A few towns over from the chemical plant that leaked a coal-cleaning mixture into the drinking water of 300,000 West Virginians last year, a new company run by some of the same people is being cited for similar environmental violations.

State regulators have written up the new firm, Lexycon LLC, eight times since September for pouring chemicals without a permit, lacking proper “last-resort” walls to contain spills and hosting tanker-trailers full of unknown chemicals, among other infractions, according to records reviewed by The Associated Press.

Some of the infractions at Lexycon still haven’t been addressed despite three site-wide inspections and dozens of smaller visits by regulators from the West Virginia Department of Environmental Protection since May, state reports show.

Inspectors even found the same little-known chemical that leaked from a Freedom Industries Inc. facility and tainted the water supply for West Virginia’s capital city, despite the Lexycon owner’s promise to a federal judge that his company wouldn’t touch the substance.

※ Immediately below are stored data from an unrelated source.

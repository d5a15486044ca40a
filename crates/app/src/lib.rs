use std::path::{Path, PathBuf};

use anyhow::{bail, Context, Result};
use clap::{ArgAction, Args, Parser, Subcommand};
use tokio::sync::watch;
use tracing::{info, warn};
use tracing_subscriber::prelude::*;

use upchunk_core::backend::InferenceBackend;
use upchunk_core::config::{config_path, data_dir, initialize_data_dir, resolve_relative_to, AppConfig};
use upchunk_core::image_io::{tensor_to_png16, ImageCodec, ImageCrateCodec, OutputFormat};
use upchunk_core::logging::{self, FileSinkPlan, LoggingInitOptions, DEFAULT_LOG_FILTER};
use upchunk_core::model_registry::ModelRegistry;
use upchunk_core::ort_engine::OrtEngine;
use upchunk_core::pipeline::{UpscaleInput, UpscaleOptions, UpscaleOutput, Upscaler};
use upchunk_core::slicer::ChunkLevel;
use upchunk_core::{Model, PipelineError};

#[derive(Parser)]
#[command(name = "upchunk", about = "Chunked neural image upscaling")]
struct Cli {
    #[command(subcommand)]
    command: Commands,

    #[arg(
        short = 'v',
        long = "verbose",
        action = ArgAction::Count,
        global = true,
        help = "Increase log verbosity (-v: debug, -vv: trace)"
    )]
    verbose: u8,

    #[arg(
        long = "log-filter",
        value_name = "FILTER",
        global = true,
        help = "Explicit tracing filter (overrides RUST_LOG and -v)"
    )]
    log_filter: Option<String>,

    #[arg(long, global = true)]
    data_dir: Option<PathBuf>,
}

#[derive(Subcommand)]
enum Commands {
    /// Upscale one image file.
    Upscale(UpscaleArgs),
    /// List models found under the models directory.
    Models(ModelsArgs),
}

#[derive(Args)]
struct UpscaleArgs {
    #[arg(help = "Input image file")]
    input: PathBuf,
    #[arg(short = 'm', long, help = "Registered model name or path to an .onnx file")]
    model: String,
    #[arg(short = 'o', long, help = "Output file (defaults to <input>-upscaled.<format>)")]
    output: Option<PathBuf>,
    #[arg(long, help = "Square tile size; switches to tiled slicing")]
    tile_size: Option<usize>,
    #[arg(long, value_name = "1-4", help = "Chunk size level")]
    chunk_level: Option<u8>,
    #[arg(long, help = "cpu, cuda or tensorrt")]
    backend: Option<InferenceBackend>,
    #[arg(long, help = "Run inference on the calling task instead of a worker")]
    in_process: bool,
    #[arg(long, help = "Do not carry the input alpha channel over to the output")]
    no_alpha: bool,
    #[arg(long, help = "png, jpeg or webp")]
    format: Option<OutputFormat>,
    #[arg(long, value_parser = clap::value_parser!(u8).range(0..=100))]
    quality: Option<u8>,
    #[arg(long, help = "Write a 16-bit PNG from the assembled float tensor")]
    png16: bool,
}

#[derive(Args)]
struct ModelsArgs {
    #[arg(long, help = "Print the list as JSON")]
    json: bool,
}

pub async fn run_from_env() -> Result<()> {
    let cli = Cli::parse();
    let resolved_data_dir = data_dir(cli.data_dir.as_deref());

    init_logging(Some(resolved_data_dir.as_path()), cli.verbose, cli.log_filter.as_deref());
    initialize_data_dir(&resolved_data_dir)?;

    let cfg_path = config_path(&resolved_data_dir);
    let config = AppConfig::load_from_path(&cfg_path)?;
    info!(
        pid = std::process::id(),
        data_dir = %resolved_data_dir.display(),
        config_path = %cfg_path.display(),
        "Runtime startup metadata"
    );

    let models_dir = resolve_relative_to(&resolved_data_dir, &config.paths.models_dir);
    let mut registry = ModelRegistry::new(models_dir);
    registry.discover()?;

    match cli.command {
        Commands::Upscale(args) => run_upscale(args, &config, &resolved_data_dir, &registry).await,
        Commands::Models(args) => list_models(&registry, args.json),
    }
}

fn init_logging(data_dir: Option<&Path>, verbose: u8, cli_log_filter: Option<&str>) {
    let init_options = LoggingInitOptions {
        data_dir: data_dir.map(Path::to_path_buf),
        verbose,
        cli_log_filter: cli_log_filter.map(ToString::to_string),
        rust_log_env: std::env::var("RUST_LOG").ok(),
        ..Default::default()
    };
    let init_plan = logging::compose_logging_init_plan(&init_options);
    let filter = init_plan.filters.effective_filter;

    match init_plan.file_sink {
        FileSinkPlan::Ready(ready) => {
            let subscriber = tracing_subscriber::registry()
                .with(
                    tracing_subscriber::fmt::layer()
                        .with_writer(std::io::stderr)
                        .with_filter(parse_env_filter_with_fallback(&filter, "console")),
                )
                .with(
                    tracing_subscriber::fmt::layer()
                        .with_ansi(false)
                        .with_writer(ready.appender)
                        .with_filter(parse_env_filter_with_fallback(&filter, "file")),
                );

            if let Err(error) = tracing::subscriber::set_global_default(subscriber) {
                eprintln!(
                    "Failed to initialize tracing subscriber: {error}. Continuing without structured tracing."
                );
            }
        }
        FileSinkPlan::Fallback(fallback) => {
            let attempted_log_dir = fallback
                .attempted_log_dir
                .as_ref()
                .map(|path| path.display().to_string())
                .unwrap_or_else(|| "<none>".to_string());

            let subscriber = tracing_subscriber::registry().with(
                tracing_subscriber::fmt::layer()
                    .with_writer(std::io::stderr)
                    .with_filter(parse_env_filter_with_fallback(&filter, "console")),
            );

            if let Err(error) = tracing::subscriber::set_global_default(subscriber) {
                eprintln!(
                    "Failed to initialize tracing subscriber: {error}. Continuing without structured tracing."
                );
                return;
            }

            warn!(
                attempted_log_dir = %attempted_log_dir,
                reason = %fallback.reason,
                "Persistent file logging unavailable; continuing with console-only logging"
            );
        }
    }
}

fn parse_env_filter_with_fallback(filter: &str, sink_name: &str) -> tracing_subscriber::EnvFilter {
    tracing_subscriber::EnvFilter::try_new(filter).unwrap_or_else(|error| {
        eprintln!(
            "Invalid {sink_name} log filter '{filter}': {error}. Falling back to '{DEFAULT_LOG_FILTER}'."
        );
        tracing_subscriber::EnvFilter::new(DEFAULT_LOG_FILTER)
    })
}

fn list_models(registry: &ModelRegistry, json: bool) -> Result<()> {
    if json {
        println!("{}", registry.to_json()?);
        return Ok(());
    }

    if registry.list().is_empty() {
        println!("No models found under {}", registry.models_dir().display());
        return Ok(());
    }
    for entry in registry.list() {
        println!(
            "{:<32} {:>2}ch {:<8} {}  {}",
            entry.name,
            entry.channel,
            entry.data_type,
            entry.layout,
            entry.relative_path
        );
    }
    Ok(())
}

/// Merge CLI overrides into the configured run options.
fn upscale_options(args: &UpscaleArgs, config: &AppConfig) -> UpscaleOptions {
    let mut options = config.inference.upscale_options();
    if let Some(level) = args.chunk_level {
        options.chunk_level = ChunkLevel::from_level(level);
    }
    if args.in_process {
        options.strategy = upchunk_core::DispatchStrategy::InProcess;
    }
    if args.no_alpha {
        options.preserve_alpha = false;
    }
    options
}

/// Output format: explicit flag, then the output file extension, then config.
fn output_format(args: &UpscaleArgs, config: &AppConfig) -> OutputFormat {
    if args.png16 {
        return OutputFormat::Png;
    }
    args.format
        .or_else(|| args.output.as_deref().and_then(OutputFormat::from_extension))
        .unwrap_or(config.output.format)
}

fn default_output_path(input: &Path, format: OutputFormat) -> PathBuf {
    let stem = input
        .file_stem()
        .map(|s| s.to_string_lossy().into_owned())
        .unwrap_or_else(|| "output".to_string());
    input.with_file_name(format!("{stem}-upscaled.{}", format.extension()))
}

async fn run_upscale(
    args: UpscaleArgs,
    config: &AppConfig,
    data_dir: &Path,
    registry: &ModelRegistry,
) -> Result<()> {
    if !args.input.exists() {
        bail!("Input file does not exist: {}", args.input.display());
    }

    let model = registry.resolve(&args.model)?.with_tile_size(args.tile_size);
    let options = upscale_options(&args, config);
    let format = output_format(&args, config);
    let quality = args.quality.unwrap_or(config.output.quality);
    let output_path = args
        .output
        .clone()
        .unwrap_or_else(|| default_output_path(&args.input, format));

    let bytes = std::fs::read(&args.input)
        .with_context(|| format!("Failed to read input image: {}", args.input.display()))?;

    let backend = args.backend.unwrap_or(config.inference.backend);
    let trt_cache_dir = resolve_relative_to(data_dir, &config.inference.trt_cache_dir);

    let (cancel_tx, cancel_rx) = watch::channel(false);
    tokio::spawn(async move {
        if tokio::signal::ctrl_c().await.is_ok() {
            warn!("Interrupt received; stopping after the current chunk");
            let _ = cancel_tx.send(true);
        }
    });

    info!(
        input = %args.input.display(),
        model = %model.name,
        backend = %backend,
        tile_size = ?model.tile_size,
        chunk_level = options.chunk_level.level(),
        "Upscaling"
    );

    let engine = OrtEngine::new(backend).with_trt_cache_dir(Some(trt_cache_dir.clone()));
    let result = upscale_once(engine, options, &model, bytes.clone(), &cancel_rx).await;

    let output = match result {
        Err(e) if e.is_gpu_error() && backend.uses_gpu() => {
            warn!(error = %e, "GPU failure; retrying on CPU");
            let engine = OrtEngine::new(InferenceBackend::Cpu);
            upscale_once(engine, options, &model, bytes, &cancel_rx).await?
        }
        other => other?,
    };

    let encoded = if args.png16 {
        let tensor = output
            .tensor
            .as_ref()
            .zip(output.tensor_dims)
            .context("16-bit export needs an assembled tensor; tiled runs do not keep one")?;
        tensor_to_png16(tensor.0, tensor.1, output.layout)?
    } else {
        ImageCrateCodec.encode(&output.image, quality, format)?
    };

    std::fs::write(&output_path, &encoded)
        .with_context(|| format!("Failed to write output image: {}", output_path.display()))?;

    info!(
        output = %output_path.display(),
        width = output.image.width,
        height = output.image.height,
        multiplier = output.multiplier,
        elapsed_secs = format!("{:.2}", output.elapsed.as_secs_f64()),
        "Upscale written"
    );

    Ok(())
}

async fn upscale_once(
    engine: OrtEngine,
    options: UpscaleOptions,
    model: &Model,
    bytes: Vec<u8>,
    cancel: &watch::Receiver<bool>,
) -> Result<UpscaleOutput, PipelineError> {
    let mut upscaler = Upscaler::new(engine, options);
    upscaler
        .upscale(UpscaleInput::File(bytes), model, Some(cancel))
        .await
}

The pollution at Freedom’s Elk River operation triggered a tap-water ban that brought the region to a standstill for days, with residents unable to shower or use their faucets and restaurants and other businesses shuttered for lack of clean water. The spill also sparked criticism in Congress that existing environmental rules aren’t adequate, particularly in West Virginia, where the energy industry’s heavy presence always has come with the risk of disaster.

“I’ve noticed that when something goes wrong, you sell the company, you change the name,” said Maya Nye of People Concerned About Chemical Safety, an advocacy group in the state. “Then suddenly, it looks like a shiny new package, but the way things operate is very similar. It’s just kind of status quo.”

Two consultants who have worked with Lexycon are among six former Freedom officials charged last month over last January’s massive spill.

An FBI agent said in an affidavit that Freedom officials knew for a decade of the crack in the secondary containment wall that enabled the chemical to seep into the Elk River.

They also didn’t inspect leaky World War II-era tanks and shrugged off plans to decommission them, the agent said.